//! Job requests and the ffmpeg argument builder.
//!
//! A cut keeps the first `take` seconds of every `take + skip` second cycle.
//! The same `lt(mod(t,C),T)` expression drives the video `select` and the
//! audio `aselect` filters; `setpts`/`asetpts` then close the gaps left by
//! the dropped segments.

use std::path::{Path, PathBuf};

use serde::Serialize;

use crate::encoder::{EncoderChoice, EncoderTuning, HwAccel};
use crate::error::{CoreError, CoreResult};

/// Extension of every cut output.
pub const OUTPUT_EXTENSION: &str = "mp4";

/// Keep/discard pattern of a cut, in whole seconds.
#[derive(Debug, Clone, Copy, PartialEq, Eq, Serialize)]
pub struct CutCycle {
    pub take: u32,
    pub skip: u32,
}

impl CutCycle {
    /// Creates a cycle. Both durations must be at least one second.
    pub fn new(take: u32, skip: u32) -> CoreResult<Self> {
        if take == 0 {
            return Err(CoreError::InvalidRequest(
                "take must be at least 1 second".to_string(),
            ));
        }
        if skip == 0 {
            return Err(CoreError::InvalidRequest(
                "skip must be at least 1 second".to_string(),
            ));
        }
        if take.checked_add(skip).is_none() {
            return Err(CoreError::InvalidRequest(
                "take + skip overflows".to_string(),
            ));
        }
        Ok(Self { take, skip })
    }

    /// Length of one keep/discard period.
    #[must_use]
    pub fn cycle(&self) -> u64 {
        u64::from(self.take) + u64::from(self.skip)
    }

    /// True when a sample at `t` seconds survives the cut.
    #[must_use]
    pub fn retains(&self, t: f64) -> bool {
        if !t.is_finite() || t < 0.0 {
            return false;
        }
        t.rem_euclid(self.cycle() as f64) < f64::from(self.take)
    }

    /// The `lt(mod(t,C),T)` selection expression.
    ///
    /// ffmpeg's `between` is inclusive at both ends and would keep the frame
    /// at `mod(t,C) == T`, so the upper bound is expressed with `lt`. `t` is
    /// never negative, which makes the lower bound implicit.
    #[must_use]
    pub fn select_expr(&self) -> String {
        format!("lt(mod(t,{}),{})", self.cycle(), self.take)
    }

    /// Retained windows `[start, end)` within the first `duration` seconds.
    #[must_use]
    pub fn windows(&self, duration: f64) -> Vec<(f64, f64)> {
        let cycle = self.cycle() as f64;
        let take = f64::from(self.take);
        let mut windows = Vec::new();
        let mut start = 0.0;
        while start < duration {
            windows.push((start, (start + take).min(duration)));
            start += cycle;
        }
        windows
    }
}

/// A single cut job. Immutable once built.
#[derive(Debug, Clone, PartialEq, Eq, Serialize)]
pub struct JobRequest {
    input: PathBuf,
    output: PathBuf,
    cycle: CutCycle,
}

impl JobRequest {
    /// Validates the take/skip durations and builds the request.
    pub fn new(
        input: impl Into<PathBuf>,
        output: impl Into<PathBuf>,
        take: u32,
        skip: u32,
    ) -> CoreResult<Self> {
        let input = input.into();
        let output = output.into();
        if input.as_os_str().is_empty() || output.as_os_str().is_empty() {
            return Err(CoreError::InvalidRequest(
                "input and output paths must not be empty".to_string(),
            ));
        }
        if input == output {
            return Err(CoreError::InvalidRequest(format!(
                "output would overwrite the input: {}",
                input.display()
            )));
        }
        Ok(Self {
            input,
            output,
            cycle: CutCycle::new(take, skip)?,
        })
    }

    /// Builds a request whose output sits in `output_dir` under the
    /// conventional cut name.
    pub fn in_dir(input: impl Into<PathBuf>, output_dir: &Path, take: u32, skip: u32) -> CoreResult<Self> {
        let input = input.into();
        let output = output_dir.join(output_file_name(&input, take, skip));
        Self::new(input, output, take, skip)
    }

    #[must_use]
    pub fn input(&self) -> &Path {
        &self.input
    }

    #[must_use]
    pub fn output(&self) -> &Path {
        &self.output
    }

    #[must_use]
    pub fn cycle(&self) -> CutCycle {
        self.cycle
    }
}

/// `cut_<stem>_take<T>s_skip<S>s.mp4`
#[must_use]
pub fn output_file_name(input: &Path, take: u32, skip: u32) -> String {
    let stem = input
        .file_stem()
        .map(|s| s.to_string_lossy().into_owned())
        .unwrap_or_else(|| "output".to_string());
    format!("cut_{stem}_take{take}s_skip{skip}s.{OUTPUT_EXTENSION}")
}

/// Builds the ffmpeg argument vector for a cut.
///
/// The binary itself is not part of the vector.
#[must_use]
pub fn build_cut_args(
    request: &JobRequest,
    choice: &EncoderChoice,
    tuning: &EncoderTuning,
) -> Vec<String> {
    let select = request.cycle.select_expr();
    let mut args: Vec<String> = Vec::with_capacity(40);

    // Acceleration must be set up before the input is opened.
    if choice.hwaccel != HwAccel::None {
        args.push("-hwaccel".to_string());
        args.push(choice.hwaccel.as_str().to_string());
    }
    args.push("-i".to_string());
    args.push(request.input.to_string_lossy().into_owned());

    args.push("-threads".to_string());
    args.push("0".to_string());

    args.push("-vf".to_string());
    args.push(format!("select='{select}',setpts=N/FRAME_RATE/TB"));
    args.push("-af".to_string());
    args.push(format!("aselect='{select}',asetpts=N/SR/TB"));

    args.push("-c:v".to_string());
    args.push(choice.encoder.as_str().to_string());
    args.extend((choice.encoder.tuning_builder())(tuning));

    args.extend(
        [
            "-c:a",
            tuning.audio_codec.as_str(),
            "-b:a",
            tuning.audio_bitrate.as_str(),
            "-avoid_negative_ts",
            "make_zero",
            "-max_muxing_queue_size",
            "9999",
            "-fflags",
            "+genpts",
            "-movflags",
            "+faststart",
            "-progress",
            "pipe:1",
            "-y",
        ]
        .iter()
        .map(|s| (*s).to_string()),
    );
    args.push(request.output.to_string_lossy().into_owned());

    args
}

/// Renders a command line as a shell-quoted string.
#[must_use]
pub fn command_preview(program: &Path, args: &[String]) -> String {
    let program = program.to_string_lossy();
    std::iter::once(program.as_ref())
        .chain(args.iter().map(String::as_str))
        .map(|part| {
            shlex::try_quote(part)
                .map(|quoted| quoted.into_owned())
                .unwrap_or_else(|_| part.to_string())
        })
        .collect::<Vec<_>>()
        .join(" ")
}

#[cfg(test)]
mod tests {
    use super::*;
    use crate::encoder::EncoderId;

    fn request() -> JobRequest {
        JobRequest::new("/videos/in.mov", "/out/cut.mp4", 5, 10).unwrap()
    }

    fn position(args: &[String], flag: &str) -> usize {
        args.iter()
            .position(|a| a == flag)
            .unwrap_or_else(|| panic!("{flag} missing from {args:?}"))
    }

    #[test]
    fn test_request_validation() {
        assert!(matches!(
            JobRequest::new("a.mp4", "b.mp4", 0, 10),
            Err(CoreError::InvalidRequest(_))
        ));
        assert!(matches!(
            JobRequest::new("a.mp4", "b.mp4", 5, 0),
            Err(CoreError::InvalidRequest(_))
        ));
        assert!(JobRequest::new("a.mp4", "a.mp4", 5, 5).is_err());
        assert!(JobRequest::new("a.mp4", "b.mp4", 1, 1).is_ok());
    }

    #[test]
    fn test_thirty_second_input_windows() {
        let cycle = CutCycle::new(5, 10).unwrap();
        assert_eq!(cycle.cycle(), 15);
        assert_eq!(cycle.windows(30.0), vec![(0.0, 5.0), (15.0, 20.0)]);
        assert!(cycle.select_expr().contains("mod(t,15)"));
        assert_eq!(cycle.select_expr(), "lt(mod(t,15),5)");
    }

    #[test]
    fn test_retains_never_selects_skip_region() {
        for take in 1..=6u32 {
            for skip in 1..=6u32 {
                let cycle = CutCycle::new(take, skip).unwrap();
                let period = cycle.cycle() as f64;
                let mut t = 0.0;
                while t < period * 3.0 {
                    let phase = t % period;
                    assert_eq!(
                        cycle.retains(t),
                        phase < f64::from(take),
                        "take={take} skip={skip} t={t}"
                    );
                    t += 0.25;
                }
            }
        }
    }

    /// Evaluates `lt(mod(t,C),T)` the way ffmpeg's expression evaluator does:
    /// `mod(a,b)` is `a - b*floor(a/b)` and `lt` yields 1 only for a strict
    /// inequality.
    fn eval_select_expr(expr: &str, t: f64) -> bool {
        let inner = expr
            .strip_prefix("lt(mod(t,")
            .and_then(|rest| rest.strip_suffix(')'))
            .unwrap_or_else(|| panic!("unexpected select expression {expr}"));
        let (cycle, take) = inner.split_once("),").unwrap();
        let cycle: f64 = cycle.parse().unwrap();
        let take: f64 = take.parse().unwrap();
        t - cycle * (t / cycle).floor() < take
    }

    #[test]
    fn test_select_expr_excludes_take_boundary() {
        let cycle = CutCycle::new(5, 10).unwrap();
        let expr = cycle.select_expr();
        // Frame 125 at 25 fps sits exactly on the first skip boundary.
        for t in [0.0, 4.96, 5.0, 5.04, 14.96, 15.0, 19.96, 20.0, 29.96] {
            assert_eq!(eval_select_expr(&expr, t), cycle.retains(t), "t={t}");
        }
        assert!(!eval_select_expr(&expr, 5.0));
        assert!(!eval_select_expr(&expr, 20.0));

        for take in 1..=6u32 {
            for skip in 1..=6u32 {
                let cycle = CutCycle::new(take, skip).unwrap();
                let expr = cycle.select_expr();
                for frame in 0..(cycle.cycle() * 3 * 25) {
                    let t = frame as f64 / 25.0;
                    assert_eq!(
                        eval_select_expr(&expr, t),
                        cycle.retains(t),
                        "take={take} skip={skip} t={t}"
                    );
                }
            }
        }
    }

    #[test]
    fn test_software_args_exact() {
        let args = build_cut_args(
            &request(),
            &EncoderChoice::software(),
            &EncoderTuning::default(),
        );
        let expected: Vec<String> = [
            "-i",
            "/videos/in.mov",
            "-threads",
            "0",
            "-vf",
            "select='lt(mod(t,15),5)',setpts=N/FRAME_RATE/TB",
            "-af",
            "aselect='lt(mod(t,15),5)',asetpts=N/SR/TB",
            "-c:v",
            "libx264",
            "-preset",
            "fast",
            "-crf",
            "23",
            "-c:a",
            "aac",
            "-b:a",
            "128k",
            "-avoid_negative_ts",
            "make_zero",
            "-max_muxing_queue_size",
            "9999",
            "-fflags",
            "+genpts",
            "-movflags",
            "+faststart",
            "-progress",
            "pipe:1",
            "-y",
            "/out/cut.mp4",
        ]
        .iter()
        .map(|s| s.to_string())
        .collect();
        assert_eq!(args, expected);
        assert!(!args.contains(&"-hwaccel".to_string()));
    }

    #[test]
    fn test_hwaccel_precedes_input() {
        let choice = EncoderChoice::new(EncoderId::Nvenc, HwAccel::Cuda);
        let args = build_cut_args(&request(), &choice, &EncoderTuning::default());

        let hw = position(&args, "-hwaccel");
        assert_eq!(args[hw + 1], "cuda");
        assert!(hw < position(&args, "-i"));
        assert_eq!(args[position(&args, "-c:v") + 1], "h264_nvenc");
        assert_eq!(args[position(&args, "-cq") + 1], "23");
        assert!(!args.contains(&"-crf".to_string()));
    }

    #[test]
    fn test_output_is_last_and_overwritten() {
        let choice = EncoderChoice::new(EncoderId::VideoToolbox, HwAccel::VideoToolbox);
        let args = build_cut_args(&request(), &choice, &EncoderTuning::default());
        assert_eq!(args.last().map(String::as_str), Some("/out/cut.mp4"));
        assert_eq!(args[args.len() - 2], "-y");
        assert_eq!(args[position(&args, "-progress") + 1], "pipe:1");
    }

    #[test]
    fn test_output_file_name() {
        assert_eq!(
            output_file_name(Path::new("/media/Holiday Clip.mkv"), 5, 10),
            "cut_Holiday Clip_take5s_skip10s.mp4"
        );
        let request = JobRequest::in_dir("/media/a.avi", Path::new("/out"), 2, 3).unwrap();
        assert_eq!(request.output(), Path::new("/out/cut_a_take2s_skip3s.mp4"));
    }

    #[test]
    fn test_command_preview_quotes_filters() {
        let args = build_cut_args(
            &request(),
            &EncoderChoice::software(),
            &EncoderTuning::default(),
        );
        let preview = command_preview(Path::new("ffmpeg"), &args);
        assert!(preview.starts_with("ffmpeg -i /videos/in.mov"));
        assert!(preview.contains("mod(t,15)"));
        let reparsed = shlex::split(&preview).unwrap();
        assert_eq!(&reparsed[1..], args.as_slice());
    }
}
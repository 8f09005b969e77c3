//! Line parser for ffmpeg progress output.
//!
//! Works on both the `-progress` key/value stream (`frame=120`,
//! `out_time=00:00:12.500000`) and the human-oriented stats line
//! (`frame=  120 fps=25 ... time=00:00:12.50 ...`). Unknown lines are normal
//! and simply produce an empty signal.

use once_cell::sync::Lazy;
use regex::Regex;

static TIME_RE: Lazy<Regex> = Lazy::new(|| {
    Regex::new(r"time=(\d{2,}):(\d{2}):(\d{2})\.(\d{2})").expect("time pattern is valid")
});

static FRAME_RE: Lazy<Regex> =
    Lazy::new(|| Regex::new(r"frame=\s*(\d+)").expect("frame pattern is valid"));

/// What a single line revealed. Both fields are independent.
#[derive(Debug, Clone, Copy, Default, PartialEq)]
pub struct LineSignal {
    /// Position in the output timeline, in seconds.
    pub elapsed: Option<f64>,
    pub frame: Option<u64>,
}

impl LineSignal {
    #[must_use]
    pub fn is_empty(&self) -> bool {
        self.elapsed.is_none() && self.frame.is_none()
    }
}

/// Extracts `HH:MM:SS.hh` after `time=` as seconds.
#[must_use]
pub fn parse_elapsed(line: &str) -> Option<f64> {
    let caps = TIME_RE.captures(line)?;
    let field = |i: usize| caps.get(i).and_then(|m| m.as_str().parse::<u32>().ok());

    let hours = field(1)?;
    let minutes = field(2)?;
    let seconds = field(3)?;
    let hundredths = field(4)?;
    Some(
        f64::from(hours) * 3600.0
            + f64::from(minutes) * 60.0
            + f64::from(seconds)
            + f64::from(hundredths) / 100.0,
    )
}

/// Extracts the number after `frame=`.
#[must_use]
pub fn parse_frame(line: &str) -> Option<u64> {
    FRAME_RE
        .captures(line)
        .and_then(|caps| caps.get(1))
        .and_then(|m| m.as_str().parse().ok())
}

/// Parses one line of output.
#[must_use]
pub fn parse_line(line: &str) -> LineSignal {
    LineSignal {
        elapsed: parse_elapsed(line),
        frame: parse_frame(line),
    }
}
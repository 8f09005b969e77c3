// intercut-cli/src/lib.rs
//
// Library portion of the Intercut CLI application.
// Contains argument definitions and command logic.

pub mod cli;
pub mod commands;
pub mod control;
pub mod logging;
pub mod terminal;

// Re-export items needed by the binary or integration tests
pub use cli::{Cli, Commands, CutArgs};
pub use commands::cut::run_cut;
pub use commands::encoders::run_encoders;
pub use commands::info::run_info;
pub use commands::preview::run_preview;
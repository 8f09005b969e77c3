//! `intercut info`: media summary of one file.

use anyhow::{Context, Result};
use intercut_core::external::{CrateFfprobeExecutor, FfprobeExecutor};
use intercut_core::utils::estimated_output_secs;
use intercut_core::{CoreConfig, format_bytes, format_duration};
use log::debug;
use serde_json::json;

use crate::cli::InfoArgs;
use crate::terminal::{print_section, print_status};

pub fn run_info(args: InfoArgs, json: bool) -> Result<()> {
    let config = CoreConfig::new();
    let probe = CrateFfprobeExecutor::new(&config.ffprobe_path);
    debug!("Probing {} with {}", args.input.display(), config.ffprobe_path.display());

    let summary = probe
        .probe_media_summary(&args.input)
        .with_context(|| format!("Could not read '{}'", args.input.display()))?;
    let cut_secs = match (args.take, args.skip) {
        (Some(take), Some(skip)) => Some(estimated_output_secs(summary.duration_secs, take, skip)),
        _ => None,
    };

    if json {
        let value = json!({
            "input": args.input,
            "media": summary,
            "estimated_cut_secs": cut_secs,
        });
        println!("{}", serde_json::to_string_pretty(&value)?);
        return Ok(());
    }

    print_section("Media info");
    print_status("File", &args.input.display().to_string(), true);
    print_status("Duration", &format_duration(summary.duration_secs), false);
    if let (Some(width), Some(height)) = (summary.width, summary.height) {
        print_status("Resolution", &format!("{width}x{height}"), false);
    }
    if let Some(rate) = summary.frame_rate {
        print_status("Frame rate", &format!("{rate:.3} fps"), false);
    }
    if let Some(codec) = &summary.video_codec {
        print_status("Video codec", codec, false);
    }
    print_status("Size", &format_bytes(summary.file_size), false);
    if let (Some(secs), Some(take), Some(skip)) = (cut_secs, args.take, args.skip) {
        print_status(
            "Cut length",
            &format!("{} (take {take}s, skip {skip}s)", format_duration(secs)),
            true,
        );
    }
    Ok(())
}
//! Configuration utility functions
//!
//! Helpers for reading `INTERCUT_*` overrides from the environment. Values
//! that fail to parse fall back to the default.

/// Get a string value from an environment variable or use the default
pub fn get_env_string(key: &str, default: String) -> String {
    std::env::var(key).unwrap_or(default)
}

/// Get a boolean value from an environment variable or use the default
pub fn get_env_bool(key: &str, default: bool) -> bool {
    match std::env::var(key) {
        Ok(val) => val.eq_ignore_ascii_case("true") || val == "1",
        Err(_) => default,
    }
}

/// Get a u8 value from an environment variable or use the default
pub fn get_env_u8(key: &str, default: u8) -> u8 {
    match std::env::var(key) {
        Ok(val) => val.trim().parse().unwrap_or(default),
        Err(_) => default,
    }
}
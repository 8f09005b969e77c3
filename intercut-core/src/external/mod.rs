// ============================================================================
// intercut-core/src/external/mod.rs
// ============================================================================
//
// EXTERNAL TOOLS: ffmpeg and ffprobe
//
// Everything that talks to a process outside this crate lives here: locating
// the tool binaries, probing media with ffprobe, and spawning/controlling the
// ffmpeg transcode. Each concern sits behind a trait so the supervisor can be
// driven by the in-memory doubles in `mocks` during tests.
//
// KEY COMPONENTS:
// - resolve_tool / check_dependency: binary discovery
// - FfprobeExecutor: duration and media summary probes
// - ProcessSpawner / TranscodeProcess / ProcessControl: the child process

// ---- Internal crate imports ----
use crate::error::{CoreError, CoreResult, command_start_error};

// ---- Standard library imports ----
use std::env;
use std::io;
use std::path::{Path, PathBuf};
use std::process::{Command, Stdio};

// ============================================================================
// SUBMODULES
// ============================================================================

/// Spawning and signalling the ffmpeg transcode.
pub mod ffmpeg_executor;

/// Duration and media summary probes.
pub mod ffprobe_executor;

/// In-memory doubles for ffmpeg and ffprobe.
#[cfg(any(test, feature = "test-mocks"))]
pub mod mocks;

// ============================================================================
// RE-EXPORTS
// ============================================================================

pub use ffmpeg_executor::{
    ProcessControl, ProcessExit, ProcessSpawner, SidecarSpawner, TranscodeProcess,
};
pub use ffprobe_executor::{CrateFfprobeExecutor, FfprobeExecutor, MediaSummary};

// ============================================================================
// TOOL RESOLUTION
// ============================================================================

/// Directory next to the executable that may hold bundled tool binaries.
const BUNDLED_TOOLS_DIR: &str = "assets";

/// Locates an external tool binary.
///
/// Resolution order:
/// 1. the environment variable `env_key`, when set and non-empty
/// 2. `assets/<name>` next to the running executable, when that file exists
/// 3. the bare `name`, left for the OS to resolve through `PATH`
#[must_use]
pub fn resolve_tool(name: &str, env_key: &str) -> PathBuf {
    if let Ok(value) = env::var(env_key) {
        if !value.trim().is_empty() {
            log::debug!("Using {name} from {env_key}: {value}");
            return PathBuf::from(value);
        }
    }

    if let Some(bundled) = bundled_tool_path(name) {
        log::debug!("Using bundled {name}: {}", bundled.display());
        return bundled;
    }

    PathBuf::from(name)
}

fn bundled_tool_path(name: &str) -> Option<PathBuf> {
    let exe = env::current_exe().ok()?;
    let candidate = exe
        .parent()?
        .join(BUNDLED_TOOLS_DIR)
        .join(format!("{name}{}", env::consts::EXE_SUFFIX));
    candidate.is_file().then_some(candidate)
}

// ============================================================================
// DEPENDENCY CHECKING
// ============================================================================

/// Checks that an external tool can be started.
///
/// Runs `<tool> -version` with its output discarded.
///
/// # Returns
///
/// * `Ok(())` - The tool started
/// * `Err(CoreError::DependencyNotFound)` - Nothing was found at `tool`
/// * `Err(CoreError::ProcessSpawn)` - The tool exists but could not be started
pub fn check_dependency(tool: &Path) -> CoreResult<()> {
    let result = Command::new(tool)
        .arg("-version")
        .stdout(Stdio::null())
        .stderr(Stdio::null())
        .status();

    match result {
        Ok(_) => {
            log::debug!("Found dependency: {}", tool.display());
            Ok(())
        }
        Err(e) if e.kind() == io::ErrorKind::NotFound => {
            log::warn!("Dependency '{}' not found.", tool.display());
            Err(CoreError::DependencyNotFound(tool.display().to_string()))
        }
        Err(e) => {
            log::error!(
                "Failed to start dependency check for '{}': {}",
                tool.display(),
                e
            );
            Err(command_start_error(tool.display().to_string(), e))
        }
    }
}
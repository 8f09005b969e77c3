//! JSON-lines event handler
//!
//! Writes every event as one JSON object per line, for consumption by
//! scripts and other programs. Each object gets a `timestamp` field in
//! seconds since the Unix epoch.

use super::{EventHandler, JobEvent, JobEventKind};
use serde_json::Value;
use std::io::{self, Write};
use std::sync::Mutex;
use std::time::{SystemTime, UNIX_EPOCH};

/// Event handler that prints events as JSON lines.
pub struct JsonEventHandler {
    output: Mutex<Box<dyn Write + Send>>,
    include_frames: bool,
}

impl JsonEventHandler {
    /// Create a handler that writes to stdout
    pub fn new() -> Self {
        Self::with_writer(Box::new(io::stdout()))
    }

    /// Create a handler with a custom writer
    pub fn with_writer(writer: Box<dyn Write + Send>) -> Self {
        Self {
            output: Mutex::new(writer),
            include_frames: false,
        }
    }

    /// Also emit the informational frame counter events.
    #[must_use]
    pub fn include_frames(mut self, include: bool) -> Self {
        self.include_frames = include;
        self
    }

    fn timestamp() -> u64 {
        SystemTime::now()
            .duration_since(UNIX_EPOCH)
            .unwrap_or_default()
            .as_secs()
    }

    fn write_json(&self, value: &Value) {
        if let Ok(mut output) = self.output.lock() {
            if let Ok(json_str) = serde_json::to_string(value) {
                let _ = writeln!(output, "{json_str}");
                let _ = output.flush();
            }
        }
    }
}

impl Default for JsonEventHandler {
    fn default() -> Self {
        Self::new()
    }
}

impl EventHandler for JsonEventHandler {
    fn handle(&self, event: &JobEvent) {
        if !self.include_frames && matches!(event.kind, JobEventKind::Frame { .. }) {
            return;
        }

        match serde_json::to_value(event) {
            Ok(mut value) => {
                if let Value::Object(map) = &mut value {
                    map.insert("timestamp".to_string(), Value::from(Self::timestamp()));
                }
                self.write_json(&value);
            }
            Err(e) => log::warn!("Could not serialise event {:?}: {}", event, e),
        }
    }
}
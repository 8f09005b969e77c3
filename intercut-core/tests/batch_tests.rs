// intercut-core/tests/batch_tests.rs
//
// End-to-end batch runs through the public API with the in-memory ffmpeg and
// ffprobe doubles.

use intercut_core::encoder::Platform;
use intercut_core::external::mocks::{
    FakeProcess, MockFfprobeExecutor, MockSpawner, StaticCapabilities,
};
use intercut_core::{
    BatchSequencer, CoreConfigBuilder, EncoderId, JobEvent, JobEventKind, JobOutcome, JobRequest,
    Toolchain,
};
use std::sync::Arc;
use std::time::Duration;
use tempfile::tempdir;

const NVENC_LISTING: &str = " V....D libx264   libx264 H.264\n V....D h264_nvenc   NVIDIA NVENC H.264 encoder\n";

#[test]
fn test_second_probe_failure_still_attempts_third_job() -> Result<(), Box<dyn std::error::Error>> {
    let dir = tempdir()?;
    let out_dir = dir.path().join("cuts");
    let requests: Vec<JobRequest> = ["one.mp4", "two.mp4", "three.mp4"]
        .iter()
        .map(|name| JobRequest::in_dir(dir.path().join(name), &out_dir, 5, 10))
        .collect::<Result<_, _>>()?;

    let probe = MockFfprobeExecutor::new();
    probe.expect_duration(requests[0].input(), 30.0);
    probe.expect_failure(requests[1].input(), "Invalid data found when processing input");
    probe.expect_duration(requests[2].input(), 30.0);

    let spawner = Arc::new(MockSpawner::new());
    for _ in 0..2 {
        spawner.push_process(
            FakeProcess::scripted(
                &["frame=375", "out_time=00:00:15.000000", "frame=750", "out_time=00:00:30.000000", "progress=end"],
                &[],
                0,
            ),
            Some(b"cut output"),
        );
    }

    let config = CoreConfigBuilder::new()
        .ffmpeg_path("ffmpeg")
        .ffprobe_path("ffprobe")
        .software_only(false)
        .pause_poll_interval(Duration::from_millis(5))
        .build()?;
    let toolchain = Arc::new(Toolchain::with_backends(
        config,
        Platform::Linux,
        Arc::new(probe),
        Arc::new(StaticCapabilities(NVENC_LISTING.to_string())),
        spawner.clone(),
    ));

    let (tx, rx) = crossbeam_channel::unbounded();
    let summary = BatchSequencer::new(requests.clone(), toolchain.clone(), tx)?.run();
    let events: Vec<JobEvent> = rx.try_iter().collect();

    assert_eq!(summary.completed, 2);
    assert_eq!(summary.failed, 1);
    assert!(!summary.all_completed());
    assert!(matches!(
        &summary.items[1].outcome,
        Some(JobOutcome::Failed { message, .. }) if message.contains("Invalid data")
    ));
    assert!(matches!(
        &summary.items[2].outcome,
        Some(JobOutcome::Completed { output_size: 10, .. })
    ));
    assert!(requests[0].output().exists());
    assert!(requests[2].output().exists());

    // Both spawned jobs used the hardware encoder chosen once for the run.
    assert_eq!(toolchain.encoder().encoder, EncoderId::Nvenc);
    for args in spawner.received_calls() {
        let hw = args.iter().position(|a| a == "-hwaccel").unwrap();
        let input = args.iter().position(|a| a == "-i").unwrap();
        assert!(hw < input);
        assert!(args.contains(&"h264_nvenc".to_string()));
    }

    let failed_jobs: Vec<usize> = events
        .iter()
        .filter(|e| matches!(e.kind, JobEventKind::Failed { .. }))
        .map(|e| e.job)
        .collect();
    assert_eq!(failed_jobs, vec![1]);

    for job in [0, 2] {
        let percents: Vec<u8> = events
            .iter()
            .filter(|e| e.job == job)
            .filter_map(|e| match &e.kind {
                JobEventKind::Progress(p) => Some(p.percent),
                _ => None,
            })
            .collect();
        assert_eq!(percents, vec![0, 50, 100], "job {job}");
    }

    match events.last().map(|e| &e.kind) {
        Some(JobEventKind::BatchComplete(done)) => assert_eq!(done, &summary),
        other => panic!("expected BatchComplete last, got {other:?}"),
    }
    Ok(())
}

◆ What you are asked to do
Every line above from the line with "assert_eq!(cycle.windows(30.0), vec![(0.0, 5.0), (15.0, 20.0)]);" to the line with "while t < period", both included, must be reproduced exactly, and no other line may appear.

◆ Completed exercise
        assert_eq!(cycle.windows(30.0), vec![(0.0, 5.0), (15.0, 20.0)]);
        assert!(cycle.select_expr().contains("mod(t,15)"));
        assert_eq!(cycle.select_expr(), "lt(mod(t,15),5)");
    }

    #[test]
    fn test_retains_never_selects_skip_region() {
        for take in 1..=6u32 {
            for skip in 1..=6u32 {
                let cycle = CutCycle::new(take, skip).unwrap();
                let period = cycle.cycle() as f64;
                let mut t = 0.0;
                while t < period * 3.0 {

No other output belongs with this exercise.